(Saved entries)
↓↓↓

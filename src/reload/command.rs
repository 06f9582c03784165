//! External reload command execution.

use std::path::PathBuf;
use std::process::Stdio;
use std::time::{Duration, Instant};
use tokio::process::Command;
use tokio::sync::Mutex;

use crate::config::ReloadConfig;
use crate::error::GatewayError;

/// Outcome of a successful reload.
#[derive(Debug, Clone)]
pub struct ReloadOutcome {
    pub elapsed: Duration,
    pub stdout: String,
}

/// The configured command that makes the proxy re-read its configuration.
pub struct ReloadCommand {
    program: String,
    args: Vec<String>,
    working_dir: PathBuf,
    timeout: Duration,
    /// One child at a time.
    running: Mutex<()>,
}

impl ReloadCommand {
    pub fn new(
        program: impl Into<String>,
        args: Vec<String>,
        working_dir: impl Into<PathBuf>,
        timeout: Duration,
    ) -> Self {
        Self {
            program: program.into(),
            args,
            working_dir: working_dir.into(),
            timeout,
            running: Mutex::new(()),
        }
    }

    pub fn from_config(config: &ReloadConfig) -> Self {
        Self::new(
            config.program.clone(),
            config.args.clone(),
            config.working_dir.clone(),
            Duration::from_secs(config.timeout_secs),
        )
    }

    /// Run the command and wait for it to exit.
    ///
    /// Exit status 0 is success. The deadline starts when the call is made
    /// and also bounds the wait for a reload already in progress. A child
    /// still running at the deadline is killed and reported as
    /// [`GatewayError::ReloadTimeout`].
    pub async fn run(&self) -> Result<ReloadOutcome, GatewayError> {
        let start = Instant::now();
        let deadline = tokio::time::Instant::from_std(start) + self.timeout;

        let Ok(_running) = tokio::time::timeout_at(deadline, self.running.lock()).await else {
            tracing::error!(timeout = ?self.timeout, "Timed out waiting for a running reload");
            return Err(GatewayError::ReloadTimeout(self.timeout));
        };

        tracing::info!(
            program = %self.program,
            args = ?self.args,
            working_dir = %self.working_dir.display(),
            "Running reload command"
        );

        let child = Command::new(&self.program)
            .args(&self.args)
            .current_dir(&self.working_dir)
            .stdin(Stdio::null())
            .stdout(Stdio::piped())
            .stderr(Stdio::piped())
            .kill_on_drop(true)
            .spawn()
            .map_err(|e| {
                GatewayError::io(format!("Cannot launch reload command '{}'", self.program), e)
            })?;

        // Dropping the wait future on timeout drops the child, which kills it.
        let output = match tokio::time::timeout_at(deadline, child.wait_with_output()).await {
            Ok(output) => output.map_err(|e| {
                GatewayError::io(format!("Cannot wait for reload command '{}'", self.program), e)
            })?,
            Err(_) => {
                tracing::error!(timeout = ?self.timeout, "Reload command timed out, killed");
                return Err(GatewayError::ReloadTimeout(self.timeout));
            }
        };

        let elapsed = start.elapsed();
        let stderr = String::from_utf8_lossy(&output.stderr).trim().to_string();

        if !output.status.success() {
            tracing::warn!(
                exit_code = ?output.status.code(),
                elapsed = ?elapsed,
                stderr = %stderr,
                "Reload command failed"
            );
            return Err(GatewayError::ReloadFailed {
                exit_code: output.status.code(),
                stderr,
            });
        }

        tracing::info!(elapsed = ?elapsed, "Reload command succeeded");
        Ok(ReloadOutcome {
            elapsed,
            stdout: String::from_utf8_lossy(&output.stdout).trim().to_string(),
        })
    }
}

#[cfg(all(test, unix))]
mod tests {
    use super::*;
    use std::sync::Arc;

    fn sh(script: &str, timeout: Duration) -> ReloadCommand {
        ReloadCommand::new("sh", vec!["-c".into(), script.into()], ".", timeout)
    }

    #[tokio::test]
    async fn test_zero_exit_is_success() {
        let outcome = sh("echo reloaded", Duration::from_secs(5)).run().await.unwrap();
        assert_eq!(outcome.stdout, "reloaded");
    }

    #[tokio::test]
    async fn test_non_zero_exit_carries_code() {
        match sh("echo 'bad directive' >&2; exit 3", Duration::from_secs(5)).run().await {
            Err(GatewayError::ReloadFailed { exit_code, stderr }) => {
                assert_eq!(exit_code, Some(3));
                assert_eq!(stderr, "bad directive");
            }
            other => panic!("expected ReloadFailed, got {:?}", other),
        }
    }

    #[tokio::test]
    async fn test_missing_program_is_io_failure() {
        let command = ReloadCommand::new(
            "/nonexistent/reload-binary",
            Vec::new(),
            ".",
            Duration::from_secs(5),
        );
        assert!(matches!(command.run().await, Err(GatewayError::Io { .. })));
    }

    #[tokio::test]
    async fn test_runs_in_working_directory() {
        let dir = tempfile::tempdir().unwrap();
        std::fs::write(dir.path().join("marker"), "").unwrap();
        let command = ReloadCommand::new(
            "sh",
            vec!["-c".into(), "test -f marker".into()],
            dir.path(),
            Duration::from_secs(5),
        );
        assert!(command.run().await.is_ok());
    }

    #[tokio::test]
    async fn test_deadline_kills_child() {
        let start = Instant::now();
        let result = sh("sleep 30", Duration::from_millis(200)).run().await;

        assert!(matches!(result, Err(GatewayError::ReloadTimeout(_))));
        assert!(start.elapsed() < Duration::from_secs(5));
    }

    #[tokio::test]
    async fn test_queued_run_shares_the_deadline() {
        let command = Arc::new(sh("sleep 0.8", Duration::from_secs(1)));
        let start = Instant::now();

        let runs: Vec<_> = (0..3)
            .map(|_| {
                let command = command.clone();
                tokio::spawn(async move { command.run().await })
            })
            .collect();

        let mut timed_out = 0;
        for run in runs {
            match run.await.unwrap() {
                Ok(_) => {}
                Err(GatewayError::ReloadTimeout(_)) => timed_out += 1,
                Err(other) => panic!("unexpected error {:?}", other),
            }
        }

        assert!(timed_out >= 1, "at least one queued run must time out");
        assert!(start.elapsed() < Duration::from_millis(2500));
    }

    #[tokio::test]
    async fn test_concurrent_runs_are_serialized() {
        let dir = tempfile::tempdir().unwrap();
        let log = dir.path().join("log");
        let script = format!(
            "echo start >> {0}; sleep 0.2; echo end >> {0}",
            log.display()
        );
        let command = Arc::new(sh(&script, Duration::from_secs(5)));

        let a = tokio::spawn({
            let command = command.clone();
            async move { command.run().await.is_ok() }
        });
        let b = tokio::spawn({
            let command = command.clone();
            async move { command.run().await.is_ok() }
        });
        assert!(a.await.unwrap());
        assert!(b.await.unwrap());

        let lines = std::fs::read_to_string(&log).unwrap();
        assert_eq!(lines, "start\nend\nstart\nend\n");
    }
}
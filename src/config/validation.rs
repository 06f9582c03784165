//! Configuration validation.
//!
//! # Responsibilities
//! - Semantic validation (serde handles syntactic)
//! - Validate value ranges (timeouts > 0, addresses parse)
//! - Check that the sites layout rules are usable as path components
//!
//! # Design Decisions
//! - Returns all validation errors, not just first
//! - Validation is pure function: AdminServiceConfig → Result<(), Vec<ValidationError>>
//! - Runs before config is accepted into the system

use std::net::SocketAddr;
use thiserror::Error;

use crate::config::schema::AdminServiceConfig;

/// A single semantic problem found in a configuration.
#[derive(Debug, Clone, PartialEq, Eq, Error)]
#[error("{field}: {message}")]
pub struct ValidationError {
    pub field: &'static str,
    pub message: String,
}

impl ValidationError {
    fn new(field: &'static str, message: impl Into<String>) -> Self {
        Self {
            field,
            message: message.into(),
        }
    }
}

/// Validate a configuration, collecting every problem found.
pub fn validate_config(config: &AdminServiceConfig) -> Result<(), Vec<ValidationError>> {
    let mut errors = Vec::new();

    if config.listener.bind_address.parse::<SocketAddr>().is_err() {
        errors.push(ValidationError::new(
            "listener.bind_address",
            format!("'{}' is not a socket address", config.listener.bind_address),
        ));
    }

    if config.sites.root.as_os_str().is_empty() {
        errors.push(ValidationError::new("sites.root", "must not be empty"));
    }

    let suffix = &config.sites.suffix;
    if !suffix.starts_with('.') || suffix.len() < 2 || suffix.contains('/') {
        errors.push(ValidationError::new(
            "sites.suffix",
            format!("'{}' must look like '.conf'", suffix),
        ));
    }

    let subdir = &config.sites.subdirectory;
    if subdir.is_empty()
        || subdir == "."
        || subdir.contains("..")
        || subdir.contains('/')
        || subdir.contains('\\')
    {
        errors.push(ValidationError::new(
            "sites.subdirectory",
            format!("'{}' must be a single plain directory name", subdir),
        ));
    }

    if config.reload.program.trim().is_empty() {
        errors.push(ValidationError::new("reload.program", "must not be empty"));
    }

    if config.reload.timeout_secs == 0 {
        errors.push(ValidationError::new("reload.timeout_secs", "must be greater than 0"));
    }

    if config.timeouts.request_secs <= config.reload.timeout_secs {
        errors.push(ValidationError::new(
            "timeouts.request_secs",
            format!(
                "must exceed reload.timeout_secs ({}) so a reload is never cut short",
                config.reload.timeout_secs
            ),
        ));
    }

    if config.security.max_body_size == 0 {
        errors.push(ValidationError::new("security.max_body_size", "must be greater than 0"));
    }

    match config.observability.log_format.as_str() {
        "pretty" | "json" => {}
        other => errors.push(ValidationError::new(
            "observability.log_format",
            format!("unknown format '{}', expected 'pretty' or 'json'", other),
        )),
    }

    if config.observability.metrics_enabled
        && config.observability.metrics_address.parse::<SocketAddr>().is_err()
    {
        errors.push(ValidationError::new(
            "observability.metrics_address",
            format!("'{}' is not a socket address", config.observability.metrics_address),
        ));
    }

    if let Some(key) = &config.admin.api_key {
        if key.trim().is_empty() {
            errors.push(ValidationError::new("admin.api_key", "must not be blank when set"));
        }
    }

    if errors.is_empty() {
        Ok(())
    } else {
        Err(errors)
    }
}

#[cfg(test)]
mod tests {
    use super::*;

    #[test]
    fn test_default_config_is_valid() {
        assert_eq!(validate_config(&AdminServiceConfig::default()), Ok(()));
    }

    #[test]
    fn test_collects_all_errors() {
        let mut config = AdminServiceConfig::default();
        config.listener.bind_address = "not-an-address".into();
        config.sites.suffix = "conf".into();
        config.sites.subdirectory = "../etc".into();
        config.reload.program = " ".into();

        let errors = validate_config(&config).unwrap_err();
        let fields: Vec<_> = errors.iter().map(|e| e.field).collect();
        assert_eq!(
            fields,
            vec![
                "listener.bind_address",
                "sites.suffix",
                "sites.subdirectory",
                "reload.program",
            ]
        );
    }

    #[test]
    fn test_request_timeout_must_exceed_reload_timeout() {
        let mut config = AdminServiceConfig::default();
        config.reload.timeout_secs = 30;
        config.timeouts.request_secs = 30;

        let errors = validate_config(&config).unwrap_err();
        assert_eq!(errors.len(), 1);
        assert_eq!(errors[0].field, "timeouts.request_secs");
    }

    #[test]
    fn test_metrics_address_only_checked_when_enabled() {
        let mut config = AdminServiceConfig::default();
        config.observability.metrics_address = "bogus".into();
        assert!(validate_config(&config).is_ok());

        config.observability.metrics_enabled = true;
        assert!(validate_config(&config).is_err());
    }

    #[test]
    fn test_blank_api_key_rejected() {
        let mut config = AdminServiceConfig::default();
        config.admin.api_key = Some("".into());
        assert!(validate_config(&config).is_err());
    }
}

↑↑↑

### Required work
Tell how many lines above include "listener", and add no other text.

### Answer below
5